Notebook

Save dataset to ROOT file after processing¶

With RDataFrame, you can read your dataset, add new columns with processed values and finally use Snapshot to save the resulting data to a ROOT file in TTree format.

In [ ]:

import ROOT

df = ROOT.RDataFrame("dataset","data/example_file.root")
df1 = df.Define("c","a+b")

out_treename = "outtree"
out_filename = "outtree.root"
out_columns = ["a","b","c"]
snapdf = df1.Snapshot(out_treename, out_filename, out_columns)

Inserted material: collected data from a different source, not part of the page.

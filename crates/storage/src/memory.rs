//! [FileReader] implementation over bytes held in memory.
//!
//! Useful for tests and for files that arrive already materialized, e.g. from
//! a network fetch.

use metrics::counter;
use std::sync::Arc;

use crate::{
    block::BlockLocation,
    error::StorageError,
    metrics::{describe_read_metrics, READS_FAILED, READS_SUCCESS, TOTAL_BYTES_READ},
    FileReader,
};

/// A file whose contents are an in-memory byte buffer.
#[derive(Clone, Debug)]
pub struct MemoryReader {
    data: Arc<[u8]>,
}

impl MemoryReader {
    /// Returns a reader for `data`.
    pub fn new(data: impl Into<Arc<[u8]>>) -> Self {
        describe_read_metrics();
        Self { data: data.into() }
    }

    /// Returns the file's contents.
    pub fn as_slice(&self) -> &[u8] {
        &self.data
    }
}

impl FileReader for MemoryReader {
    fn read_block(&self, location: BlockLocation) -> Result<Arc<[u8]>, StorageError> {
        let file_size = self.data.len() as u64;
        if !location.fits_within(file_size) {
            counter!(READS_FAILED).increment(1);
            return Err(StorageError::ShortRead {
                location,
                file_size,
            });
        }
        let start = location.offset as usize;
        let block: Arc<[u8]> = Arc::from(&self.data[start..start + location.size]);
        counter!(TOTAL_BYTES_READ).increment(block.len() as u64);
        counter!(READS_SUCCESS).increment(1);
        Ok(block)
    }

    fn get_size(&self) -> Result<u64, StorageError> {
        Ok(self.data.len() as u64)
    }
}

We can now check that the dataset was correctly stored in a file:

In [ ]:

%%bash
rootls -lt outtree.root

Result of a Snapshot is still an RDataFrame that can be further used:

In [ ]:

snapdf.Display().Print()

Cutflow reports¶

Filters applied to the dataset can be given a name. The Report method will gather information about filter efficiency and show the data flow between subsequent cuts on the original dataset.

In [ ]:

df = ROOT.RDataFrame("sig_tree", "https://root.cern/files/Higgs_data.root")

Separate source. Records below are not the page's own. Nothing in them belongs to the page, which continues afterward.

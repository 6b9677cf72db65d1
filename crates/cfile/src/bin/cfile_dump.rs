//! Prints the structure and, optionally, the values of a CFile.
//!
//! An example invocation:
//!
//! ```shell
//! cargo run --bin cfile-dump -- /path/to/column.cfile --values --start 100 --count 10
//! ```
//!
//! Set `RUST_LOG=debug` to log each block read.

use std::{path::PathBuf, process::ExitCode};

use cfile::{
    format::{BlockPointer, POSITIONAL_INDEX},
    CFileReader, Error, ReaderOptions,
};
use cfile_storage::PosixReader;
use clap::Parser;
use tracing_subscriber::EnvFilter;

#[derive(Parser, Debug, Clone)]
#[command(author, version, about, long_about = None)]
struct Args {
    /// CFile to read.
    path: PathBuf,

    /// Print values as well as the file structure.
    #[clap(long)]
    values: bool,

    /// First ordinal to print.
    #[clap(long, default_value = "0")]
    start: u32,

    /// Maximum number of values to print (all of them, by default).
    #[clap(long)]
    count: Option<usize>,

    /// Skip block checksum verification.
    #[clap(long)]
    no_verify_checksums: bool,
}

fn dump(args: &Args) -> Result<(), Error> {
    let file = PosixReader::open(&args.path)?;
    let options = ReaderOptions {
        verify_checksums: !args.no_verify_checksums,
        ..ReaderOptions::default()
    };
    let reader = CFileReader::open(options, file)?;

    let header = reader.header();
    let footer = reader.footer();
    println!("{}:", args.path.display());
    println!("  size: {} bytes", reader.file_size());
    println!(
        "  version: {}.{}",
        header.major_version, header.minor_version
    );
    println!("  rows: {}", footer.n_rows);
    println!("  type: {:?}, encoding: {:?}", footer.data_type, footer.encoding);
    for entry in header.metadata.iter().chain(&footer.metadata) {
        println!("  metadata: {} = {}", entry.key, entry.value);
    }
    for root in &footer.index_roots {
        println!("  index {:?}: root {}", root.identifier, root.root);
    }

    if footer.n_rows > 0 && footer.index_root(POSITIONAL_INDEX).is_some() {
        let (first, _) = reader.search_position(0)?;
        let (last, _) = reader.search_position(footer.n_rows - 1)?;
        print_block_range(first, last);
    }

    if args.values && args.start < footer.n_rows {
        let mut iter = reader.new_iterator_by_pos()?;
        iter.seek_to_ordinal(args.start)?;
        let count = args
            .count
            .unwrap_or((footer.n_rows - args.start) as usize);
        for (i, value) in iter.get_next_values(count)?.into_iter().enumerate() {
            println!("{}\t{value}", args.start as usize + i);
        }
    }
    Ok(())
}

fn print_block_range(first: BlockPointer, last: BlockPointer) {
    println!("  first data block: {first}");
    println!("  last data block: {last}");
}

fn main() -> ExitCode {
    tracing_subscriber::fmt()
        .with_env_filter(EnvFilter::from_default_env())
        .with_writer(std::io::stderr)
        .init();

    let args = Args::parse();
    match dump(&args) {
        Ok(()) => ExitCode::SUCCESS,
        Err(error) => {
            eprintln!("{}: {error}", args.path.display());
            ExitCode::FAILURE
        }
    }
}
//! Columnar copy primitives.
//!
//! These routines convert between the in-memory representation of a batch of
//! column cells and a compact, serialized one.  A batch is a buffer of
//! fixed-width cells, a "non-null" bitmap with one bit per cell, and a
//! selection bitmap or list that identifies which cells to keep.  Bitmaps
//! are little-endian: cell `i` corresponds to bit `i % 8` of byte `i / 8`.
use thiserror::Error;

mod bit_writer;
mod bitmap;
mod gather;
pub mod pext;
mod zero;

pub use bitmap::{copy_non_null_bitmap, copy_non_null_bitmap_with};
pub use gather::copy_selected_rows;
pub use pext::{available_pext_methods, selected_pext_method, PextMethod};
pub use zero::zero_null_values;

/// The width of a column cell in bytes.
#[derive(Copy, Clone, Debug, PartialEq, Eq, Hash)]
pub enum CellWidth {
    /// 1 byte, e.g. `i8` or `bool`.
    W1 = 1,
    /// 2 bytes.
    W2 = 2,
    /// 4 bytes, e.g. `i32` or `f32`.
    W4 = 4,
    /// 8 bytes, e.g. `i64` or `f64`.
    W8 = 8,
    /// 16 bytes, e.g. `i128` or a string slice.
    W16 = 16,
}

impl CellWidth {
    /// Every supported width.
    pub const ALL: [CellWidth; 5] = [
        CellWidth::W1,
        CellWidth::W2,
        CellWidth::W4,
        CellWidth::W8,
        CellWidth::W16,
    ];

    /// Returns the width in bytes.
    pub const fn bytes(self) -> usize {
        self as usize
    }
}

impl TryFrom<usize> for CellWidth {
    type Error = ConfigurationError;

    fn try_from(bytes: usize) -> Result<Self, Self::Error> {
        match bytes {
            1 => Ok(CellWidth::W1),
            2 => Ok(CellWidth::W2),
            4 => Ok(CellWidth::W4),
            8 => Ok(CellWidth::W8),
            16 => Ok(CellWidth::W16),
            _ => Err(ConfigurationError::UnsupportedCellWidth(bytes)),
        }
    }
}

/// Invalid parameters for a columnar operation.
#[derive(Copy, Clone, Debug, Error, PartialEq, Eq)]
pub enum ConfigurationError {
    /// Cell width other than 1, 2, 4, 8, or 16 bytes.
    #[error("Unsupported cell width {0} (must be 1, 2, 4, 8, or 16 bytes).")]
    UnsupportedCellWidth(usize),
}

#[cfg(test)]
fn get_bit(bitmap: &[u8], index: usize) -> bool {
    bitmap[index / 8] & (1 << (index % 8)) != 0
}

#[cfg(test)]
fn set_bit(bitmap: &mut [u8], index: usize, value: bool) {
    if value {
        bitmap[index / 8] |= 1 << (index % 8);
    } else {
        bitmap[index / 8] &= !(1 << (index % 8));
    }
}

filter1 = df.Filter("lepton_eta > 0", "Lepton eta cut")
filter2 = filter1.Filter("lepton_phi < 1", "Lepton phi cut")

rep = df.Report()
rep.Print()

Using C++ functions in Python¶

We still want to perform complex operations in Python but plain Python code is prone to be slow and not thread-safe.
Instead, you can inject C++ functions that will do the work in your event loop during runtime.
This mechanism uses the C++ interpreter cling shipped with ROOT, making this possible in a single line of code.
Let's start by defining a function that will allow us to change the type of a the RDataFrame dataset entry numbers (stored in the special column "rdfentry") from unsigned long long to float.

In [ ]:

%%cpp

float asfloat(unsigned long long entrynumber){
    return entrynumber;
}

Then let's define another function that takes a float values and computes its square.

In [ ]:

%%cpp

float square(float val){
    return val * val;
}

And now let's use these functions with RDataFrame!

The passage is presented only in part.